[SUPPLIED RECORDS — start]
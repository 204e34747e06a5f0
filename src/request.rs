//! Incoming HTTP request value.

use std::any::Any;

use serde::de::DeserializeOwned;

use crate::attributes::Attributes;
use crate::error::Error;
use crate::headers::{HeaderValues, Headers};
use crate::method::Method;
use crate::stream::Stream;
use crate::uri::Uri;

/// An HTTP request.
///
/// Values are immutable: every `with_*` consumes the request and returns the
/// modified one, so a snapshot kept by an earlier stage (via `clone`) never
/// changes underneath it.
#[derive(Clone, Debug)]
pub struct Request {
    method: Method,
    uri: Uri,
    request_target: Option<String>,
    headers: Headers,
    body: Stream,
    version: String,
    attributes: Attributes,
}

impl Request {
    pub fn new(method: Method, uri: Uri) -> Self {
        let mut headers = Headers::new();
        if !uri.host().is_empty() {
            headers.set("Host", host_header(&uri).into_values());
        }
        Self {
            method,
            uri,
            request_target: None,
            headers,
            body: Stream::empty(),
            version: "1.1".to_owned(),
            attributes: Attributes::new(),
        }
    }

    /// Parses `target` and builds a request for it.
    pub fn try_new(method: Method, target: &str) -> Result<Self, Error> {
        Ok(Self::new(method, target.parse()?))
    }

    pub fn method(&self) -> Method { self.method }
    pub fn uri(&self) -> &Uri { &self.uri }
    pub fn path(&self) -> &str { self.uri.path() }
    pub fn protocol_version(&self) -> &str { &self.version }
    pub fn headers(&self) -> &Headers { &self.headers }
    pub fn body(&self) -> &Stream { &self.body }
    pub fn attributes(&self) -> &Attributes { &self.attributes }

    /// The origin-form target: path plus `?query`, `/` when both are empty.
    pub fn request_target(&self) -> String {
        if let Some(target) = &self.request_target {
            return target.clone();
        }
        let mut target = self.uri.path().to_owned();
        if target.is_empty() {
            target.push('/');
        }
        if !self.uri.query().is_empty() {
            target.push('?');
            target.push_str(self.uri.query());
        }
        target
    }

    pub fn has_header(&self, name: &str) -> bool {
        self.headers.contains(name)
    }

    /// First value of a header, case-insensitive.
    pub fn header(&self, name: &str) -> Option<&str> {
        self.headers.first(name)
    }

    /// All values of a header.
    pub fn header_values(&self, name: &str) -> &[String] {
        self.headers.get(name)
    }

    /// All values of a header joined with `", "`.
    pub fn header_line(&self, name: &str) -> String {
        self.headers.line(name)
    }

    /// A typed attribute.
    pub fn attribute<T: Any + Send + Sync>(&self, key: &str) -> Option<&T> {
        self.attributes.get(key)
    }

    /// Returns a named path parameter.
    ///
    /// For a route `/users/{id}`, `req.param("id")` on `/users/42` returns `Some("42")`.
    pub fn param(&self, key: &str) -> Option<&str> {
        self.attributes.get::<String>(key).map(String::as_str)
    }

    /// Decoded `key=value` pairs of the query string, in order. Repeated
    /// keys are all kept; bytes that are not UTF-8 decode to U+FFFD.
    pub fn query_params(&self) -> Vec<(String, String)> {
        url::form_urlencoded::parse(self.uri.query().as_bytes())
            .map(|(k, v)| (k.into_owned(), v.into_owned()))
            .collect()
    }

    /// First decoded query value for `key`.
    pub fn query(&self, key: &str) -> Option<String> {
        self.query_params().into_iter().find(|(k, _)| k == key).map(|(_, v)| v)
    }

    /// Cookies from every `Cookie` header, in order.
    pub fn cookie_params(&self) -> Vec<(String, String)> {
        self.headers
            .get("cookie")
            .iter()
            .flat_map(|line| parse_cookies(line))
            .collect()
    }

    pub fn cookie(&self, name: &str) -> Option<String> {
        self.cookie_params().into_iter().find(|(k, _)| k == name).map(|(_, v)| v)
    }

    /// Deserializes the body as JSON. Malformed input is an `InvalidArgument`.
    pub fn json<T: DeserializeOwned>(&self) -> Result<T, Error> {
        serde_json::from_slice(&self.body.to_bytes())
            .map_err(|e| Error::invalid_argument(format!("Invalid JSON body: {e}")).with_source(e))
    }

    // ── Copy-on-write modifiers ───────────────────────────────────────────────

    pub fn with_method(mut self, method: Method) -> Self {
        self.method = method;
        self
    }

    /// Replaces the URI. Unless `preserve_host` is set (and the request
    /// already has a `Host`), the `Host` header follows the new URI.
    pub fn with_uri(mut self, uri: Uri, preserve_host: bool) -> Self {
        let update = !uri.host().is_empty() && (!preserve_host || !self.headers.contains("host"));
        if update {
            self.headers.set("Host", host_header(&uri).into_values());
        }
        self.uri = uri;
        self
    }

    pub fn with_request_target(mut self, target: impl Into<String>) -> Self {
        self.request_target = Some(target.into());
        self
    }

    pub fn with_protocol_version(mut self, version: impl Into<String>) -> Self {
        self.version = version.into();
        self
    }

    /// Replaces every value of `name`.
    pub fn with_header(mut self, name: &str, value: impl HeaderValues) -> Self {
        self.headers.set(name, value.into_values());
        self
    }

    /// Appends to the values of `name`.
    pub fn with_added_header(mut self, name: &str, value: impl HeaderValues) -> Self {
        self.headers.append(name, value.into_values());
        self
    }

    pub fn without_header(mut self, name: &str) -> Self {
        self.headers.remove(name);
        self
    }

    pub fn with_body(mut self, body: Stream) -> Self {
        self.body = body;
        self
    }

    pub fn with_attribute<T: Any + Send + Sync>(mut self, key: impl Into<String>, value: T) -> Self {
        self.attributes.insert(key, value);
        self
    }

    pub fn without_attribute(mut self, key: &str) -> Self {
        self.attributes.remove(key);
        self
    }
}

fn host_header(uri: &Uri) -> String {
    match uri.port() {
        Some(port) => format!("{}:{port}", uri.host()),
        None => uri.host().to_owned(),
    }
}

/// `a=1; b=2`. Values are percent-decoded; `+` stays a plus.
fn parse_cookies(line: &str) -> Vec<(String, String)> {
    line.split(';')
        .map(str::trim)
        .filter(|pair| !pair.is_empty())
        .map(|pair| {
            let (name, value) = pair.split_once('=').unwrap_or((pair, ""));
            let value = urlencoding::decode_binary(value.as_bytes());
            (name.to_owned(), String::from_utf8_lossy(&value).into_owned())
        })
        .collect()
}

#[cfg(test)]
mod tests {
    use super::*;

    fn get(target: &str) -> Request {
        Request::try_new(Method::Get, target).unwrap()
    }

    #[test]
    fn headers_are_case_insensitive() {
        let req = get("/").with_header("X-Trace", "a").with_added_header("x-trace", ["b", "c"]);
        assert!(req.has_header("x-TRACE"));
        assert_eq!(req.header_values("X-Trace"), &["a", "b", "c"]);
        assert_eq!(req.header_line("x-trace"), "a, b, c");
    }

    #[test]
    fn with_header_leaves_snapshot_untouched() {
        let original = get("/").with_header("A", "1");
        let snapshot = original.clone();
        let changed = original.with_header("a", "2").with_attribute("k", 1_u8);
        assert_eq!(snapshot.header("A"), Some("1"));
        assert!(snapshot.attribute::<u8>("k").is_none());
        assert_eq!(changed.header("A"), Some("2"));
    }

    #[test]
    fn request_target_defaults() {
        assert_eq!(get("").request_target(), "/");
        assert_eq!(get("/a?b=1").request_target(), "/a?b=1");
        assert_eq!(get("/a").with_request_target("*").request_target(), "*");
    }

    #[test]
    fn host_header_tracks_uri() {
        let req = get("http://a.com:8080/x");
        assert_eq!(req.header("host"), Some("a.com:8080"));

        let moved = req.clone().with_uri("http://b.com/".parse().unwrap(), false);
        assert_eq!(moved.header("Host"), Some("b.com"));

        let kept = req.with_uri("http://b.com/".parse().unwrap(), true);
        assert_eq!(kept.header("Host"), Some("a.com:8080"));
    }

    #[test]
    fn query_and_cookies() {
        let req = get("/s?q=caf%C3%A9+bar&page=2&flag")
            .with_header("Cookie", "access_token=abc; theme=dark");
        assert_eq!(req.query("q").as_deref(), Some("café bar"));
        assert_eq!(req.query("flag").as_deref(), Some(""));
        assert_eq!(req.cookie("access_token").as_deref(), Some("abc"));
        assert_eq!(req.cookie("theme").as_deref(), Some("dark"));
    }

    #[test]
    fn query_keeps_repeats_and_bad_escapes() {
        let req = get("/s?tag=a&tag=b&raw=%zz&latin=%E9&sum=1%2B1")
            .with_header("Cookie", "note=a%20b+c; bad=%zz");
        let tags: Vec<_> = req.query_params().into_iter().filter(|(k, _)| k == "tag").map(|(_, v)| v).collect();
        assert_eq!(tags, ["a", "b"]);
        assert_eq!(req.query("tag").as_deref(), Some("a"));
        assert_eq!(req.query("raw").as_deref(), Some("%zz"));
        assert_eq!(req.query("latin").as_deref(), Some("\u{FFFD}"));
        assert_eq!(req.query("sum").as_deref(), Some("1+1"));
        assert_eq!(req.cookie("note").as_deref(), Some("a b+c"));
        assert_eq!(req.cookie("bad").as_deref(), Some("%zz"));
    }

    #[test]
    fn json_body() {
        #[derive(Debug, serde::Deserialize)]
        struct Input { name: String }

        let req = get("/").with_body(Stream::read_only(r#"{"name":"alice"}"#));
        assert_eq!(req.json::<Input>().unwrap().name, "alice");

        let bad = get("/").with_body(Stream::read_only("{"));
        assert_eq!(bad.json::<Input>().unwrap_err().kind(), crate::ErrorKind::InvalidArgument);
    }
}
[SUPPLIED RECORDS — finish]
→ **PROBLEM DETAILS**
Filter the data for the string "InvalidArgument" and copy every line that has it.

→ **ANSWER SPACE**
    /// Deserializes the body as JSON. Malformed input is an `InvalidArgument`.
        assert_eq!(bad.json::<Input>().unwrap_err().kind(), crate::ErrorKind::InvalidArgument);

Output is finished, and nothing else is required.